WORK TO BE COMPLETED:
Beginning with the first line and ending with the one containing "auth.succeed(outcome.session.role);", copy the lines of the listing below exactly; omit everything else.

━━━

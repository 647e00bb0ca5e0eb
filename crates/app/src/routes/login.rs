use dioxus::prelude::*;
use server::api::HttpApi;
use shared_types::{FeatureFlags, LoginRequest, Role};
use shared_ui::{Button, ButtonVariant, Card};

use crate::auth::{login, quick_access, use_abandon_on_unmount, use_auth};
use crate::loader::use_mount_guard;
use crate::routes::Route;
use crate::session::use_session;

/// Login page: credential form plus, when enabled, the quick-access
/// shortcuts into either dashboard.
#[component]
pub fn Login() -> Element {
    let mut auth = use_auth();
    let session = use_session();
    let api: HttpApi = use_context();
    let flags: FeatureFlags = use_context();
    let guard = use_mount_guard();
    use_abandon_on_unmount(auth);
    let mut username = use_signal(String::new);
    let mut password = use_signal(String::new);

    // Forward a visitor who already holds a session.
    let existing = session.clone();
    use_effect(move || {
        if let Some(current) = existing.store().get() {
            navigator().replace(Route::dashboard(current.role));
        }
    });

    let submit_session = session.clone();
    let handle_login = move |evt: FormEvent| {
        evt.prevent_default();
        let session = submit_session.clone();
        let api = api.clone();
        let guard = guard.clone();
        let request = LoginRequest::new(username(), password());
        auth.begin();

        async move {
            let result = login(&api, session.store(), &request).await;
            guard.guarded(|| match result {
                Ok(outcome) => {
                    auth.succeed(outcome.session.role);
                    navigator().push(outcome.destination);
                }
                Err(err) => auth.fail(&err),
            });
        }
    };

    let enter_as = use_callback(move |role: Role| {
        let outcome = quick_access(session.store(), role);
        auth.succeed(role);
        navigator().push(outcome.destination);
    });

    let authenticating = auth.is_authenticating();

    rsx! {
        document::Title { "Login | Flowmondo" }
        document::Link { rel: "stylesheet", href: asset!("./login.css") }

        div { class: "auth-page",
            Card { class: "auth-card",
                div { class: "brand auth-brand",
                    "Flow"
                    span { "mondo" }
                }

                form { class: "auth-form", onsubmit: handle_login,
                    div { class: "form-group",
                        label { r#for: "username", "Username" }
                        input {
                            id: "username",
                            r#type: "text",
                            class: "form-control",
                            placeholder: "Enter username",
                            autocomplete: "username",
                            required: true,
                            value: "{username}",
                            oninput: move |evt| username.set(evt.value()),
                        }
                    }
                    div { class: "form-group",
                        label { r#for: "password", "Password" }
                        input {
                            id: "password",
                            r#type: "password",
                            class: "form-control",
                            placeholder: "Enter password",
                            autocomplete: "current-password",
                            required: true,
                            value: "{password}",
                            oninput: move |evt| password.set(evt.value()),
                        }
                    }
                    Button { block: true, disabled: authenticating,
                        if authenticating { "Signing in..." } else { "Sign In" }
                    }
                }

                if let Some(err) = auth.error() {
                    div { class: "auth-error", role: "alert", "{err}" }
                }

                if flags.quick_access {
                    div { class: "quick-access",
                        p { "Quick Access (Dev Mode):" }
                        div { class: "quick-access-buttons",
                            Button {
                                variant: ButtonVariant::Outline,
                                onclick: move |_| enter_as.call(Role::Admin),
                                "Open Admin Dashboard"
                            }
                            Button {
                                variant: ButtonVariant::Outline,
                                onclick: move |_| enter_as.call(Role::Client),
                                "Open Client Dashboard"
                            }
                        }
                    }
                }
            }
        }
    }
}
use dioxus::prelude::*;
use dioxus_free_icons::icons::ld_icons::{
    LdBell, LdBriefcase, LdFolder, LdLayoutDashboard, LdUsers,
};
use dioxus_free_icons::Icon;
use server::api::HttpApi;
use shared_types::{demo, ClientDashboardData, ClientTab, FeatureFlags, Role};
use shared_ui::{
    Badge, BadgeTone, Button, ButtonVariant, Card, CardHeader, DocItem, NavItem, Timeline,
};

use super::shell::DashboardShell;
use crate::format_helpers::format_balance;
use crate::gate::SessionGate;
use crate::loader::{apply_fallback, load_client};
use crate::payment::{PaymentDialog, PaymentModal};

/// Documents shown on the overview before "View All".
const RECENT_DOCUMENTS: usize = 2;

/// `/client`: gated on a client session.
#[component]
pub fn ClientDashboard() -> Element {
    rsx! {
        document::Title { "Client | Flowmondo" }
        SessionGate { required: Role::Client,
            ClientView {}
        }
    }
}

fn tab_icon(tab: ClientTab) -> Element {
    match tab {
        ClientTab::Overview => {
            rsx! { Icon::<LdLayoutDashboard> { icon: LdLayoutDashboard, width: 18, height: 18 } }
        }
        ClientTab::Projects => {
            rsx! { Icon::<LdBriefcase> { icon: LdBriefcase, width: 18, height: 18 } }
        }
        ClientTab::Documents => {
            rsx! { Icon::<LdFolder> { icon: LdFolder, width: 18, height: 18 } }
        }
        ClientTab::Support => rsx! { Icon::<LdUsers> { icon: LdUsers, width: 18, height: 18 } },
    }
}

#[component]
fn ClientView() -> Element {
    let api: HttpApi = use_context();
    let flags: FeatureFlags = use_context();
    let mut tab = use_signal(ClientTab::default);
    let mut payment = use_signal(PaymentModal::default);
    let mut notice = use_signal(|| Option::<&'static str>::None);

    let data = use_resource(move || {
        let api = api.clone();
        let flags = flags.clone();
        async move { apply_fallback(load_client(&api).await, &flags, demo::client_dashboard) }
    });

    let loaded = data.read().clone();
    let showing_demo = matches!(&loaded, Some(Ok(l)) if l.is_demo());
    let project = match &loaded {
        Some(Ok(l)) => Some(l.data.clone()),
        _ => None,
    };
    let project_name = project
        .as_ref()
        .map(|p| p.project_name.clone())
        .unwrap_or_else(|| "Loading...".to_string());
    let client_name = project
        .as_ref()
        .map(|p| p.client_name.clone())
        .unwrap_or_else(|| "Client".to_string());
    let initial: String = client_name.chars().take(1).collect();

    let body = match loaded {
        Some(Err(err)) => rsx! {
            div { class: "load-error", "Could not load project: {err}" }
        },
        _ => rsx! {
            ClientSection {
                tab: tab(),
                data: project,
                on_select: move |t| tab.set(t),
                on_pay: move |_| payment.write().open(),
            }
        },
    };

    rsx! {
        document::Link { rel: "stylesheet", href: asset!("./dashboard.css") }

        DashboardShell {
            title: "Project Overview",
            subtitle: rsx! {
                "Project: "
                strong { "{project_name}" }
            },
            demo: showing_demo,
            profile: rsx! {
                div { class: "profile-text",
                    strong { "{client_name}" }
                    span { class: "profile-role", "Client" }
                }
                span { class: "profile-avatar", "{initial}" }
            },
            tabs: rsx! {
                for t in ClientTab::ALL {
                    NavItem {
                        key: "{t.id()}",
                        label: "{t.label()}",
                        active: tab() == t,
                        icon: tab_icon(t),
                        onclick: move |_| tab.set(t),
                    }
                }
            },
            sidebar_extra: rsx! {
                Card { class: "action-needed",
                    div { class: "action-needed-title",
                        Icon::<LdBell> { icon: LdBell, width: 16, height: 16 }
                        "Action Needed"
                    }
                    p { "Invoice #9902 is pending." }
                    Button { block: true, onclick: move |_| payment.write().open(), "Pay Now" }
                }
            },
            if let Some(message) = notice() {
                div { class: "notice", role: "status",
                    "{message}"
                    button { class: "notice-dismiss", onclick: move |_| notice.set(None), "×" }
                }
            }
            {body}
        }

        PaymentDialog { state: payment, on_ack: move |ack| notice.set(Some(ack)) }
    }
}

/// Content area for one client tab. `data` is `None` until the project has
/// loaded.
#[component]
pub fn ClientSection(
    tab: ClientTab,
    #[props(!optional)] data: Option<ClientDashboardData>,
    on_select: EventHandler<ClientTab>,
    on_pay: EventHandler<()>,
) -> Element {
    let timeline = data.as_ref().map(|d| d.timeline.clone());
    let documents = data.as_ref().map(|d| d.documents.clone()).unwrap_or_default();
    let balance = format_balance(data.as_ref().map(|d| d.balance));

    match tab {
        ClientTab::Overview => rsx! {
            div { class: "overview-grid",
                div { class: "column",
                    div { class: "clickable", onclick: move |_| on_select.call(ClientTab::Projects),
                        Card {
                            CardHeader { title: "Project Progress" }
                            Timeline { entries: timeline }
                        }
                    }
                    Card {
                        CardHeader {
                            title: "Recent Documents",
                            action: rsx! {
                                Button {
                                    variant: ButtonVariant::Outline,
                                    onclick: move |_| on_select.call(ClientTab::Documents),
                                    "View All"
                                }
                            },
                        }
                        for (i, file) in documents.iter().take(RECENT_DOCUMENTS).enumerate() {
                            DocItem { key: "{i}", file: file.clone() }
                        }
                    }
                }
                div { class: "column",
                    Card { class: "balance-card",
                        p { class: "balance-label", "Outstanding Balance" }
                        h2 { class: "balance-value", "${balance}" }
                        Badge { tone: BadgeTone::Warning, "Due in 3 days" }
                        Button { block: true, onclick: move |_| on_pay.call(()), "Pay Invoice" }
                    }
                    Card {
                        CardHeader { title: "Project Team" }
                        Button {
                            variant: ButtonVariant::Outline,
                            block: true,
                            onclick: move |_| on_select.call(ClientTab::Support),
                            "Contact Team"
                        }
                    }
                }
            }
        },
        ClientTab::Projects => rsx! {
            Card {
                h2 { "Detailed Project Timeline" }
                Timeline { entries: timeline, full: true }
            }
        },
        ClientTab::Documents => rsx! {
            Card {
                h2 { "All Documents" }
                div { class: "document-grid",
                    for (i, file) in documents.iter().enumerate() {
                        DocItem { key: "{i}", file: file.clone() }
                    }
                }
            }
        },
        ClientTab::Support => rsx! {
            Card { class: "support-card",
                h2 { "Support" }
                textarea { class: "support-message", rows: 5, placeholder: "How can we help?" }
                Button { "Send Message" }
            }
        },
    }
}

━━━

SOLUTION TO THIS TASK:
repository 647e00bb0ca5e0eb
filename crates/app/src/routes/login.rs
use dioxus::prelude::*;
use server::api::HttpApi;
use shared_types::{FeatureFlags, LoginRequest, Role};
use shared_ui::{Button, ButtonVariant, Card};

use crate::auth::{login, quick_access, use_abandon_on_unmount, use_auth};
use crate::loader::use_mount_guard;
use crate::routes::Route;
use crate::session::use_session;

/// Login page: credential form plus, when enabled, the quick-access
/// shortcuts into either dashboard.
#[component]
pub fn Login() -> Element {
    let mut auth = use_auth();
    let session = use_session();
    let api: HttpApi = use_context();
    let flags: FeatureFlags = use_context();
    let guard = use_mount_guard();
    use_abandon_on_unmount(auth);
    let mut username = use_signal(String::new);
    let mut password = use_signal(String::new);

    // Forward a visitor who already holds a session.
    let existing = session.clone();
    use_effect(move || {
        if let Some(current) = existing.store().get() {
            navigator().replace(Route::dashboard(current.role));
        }
    });

    let submit_session = session.clone();
    let handle_login = move |evt: FormEvent| {
        evt.prevent_default();
        let session = submit_session.clone();
        let api = api.clone();
        let guard = guard.clone();
        let request = LoginRequest::new(username(), password());
        auth.begin();

        async move {
            let result = login(&api, session.store(), &request).await;
            guard.guarded(|| match result {
                Ok(outcome) => {
                    auth.succeed(outcome.session.role);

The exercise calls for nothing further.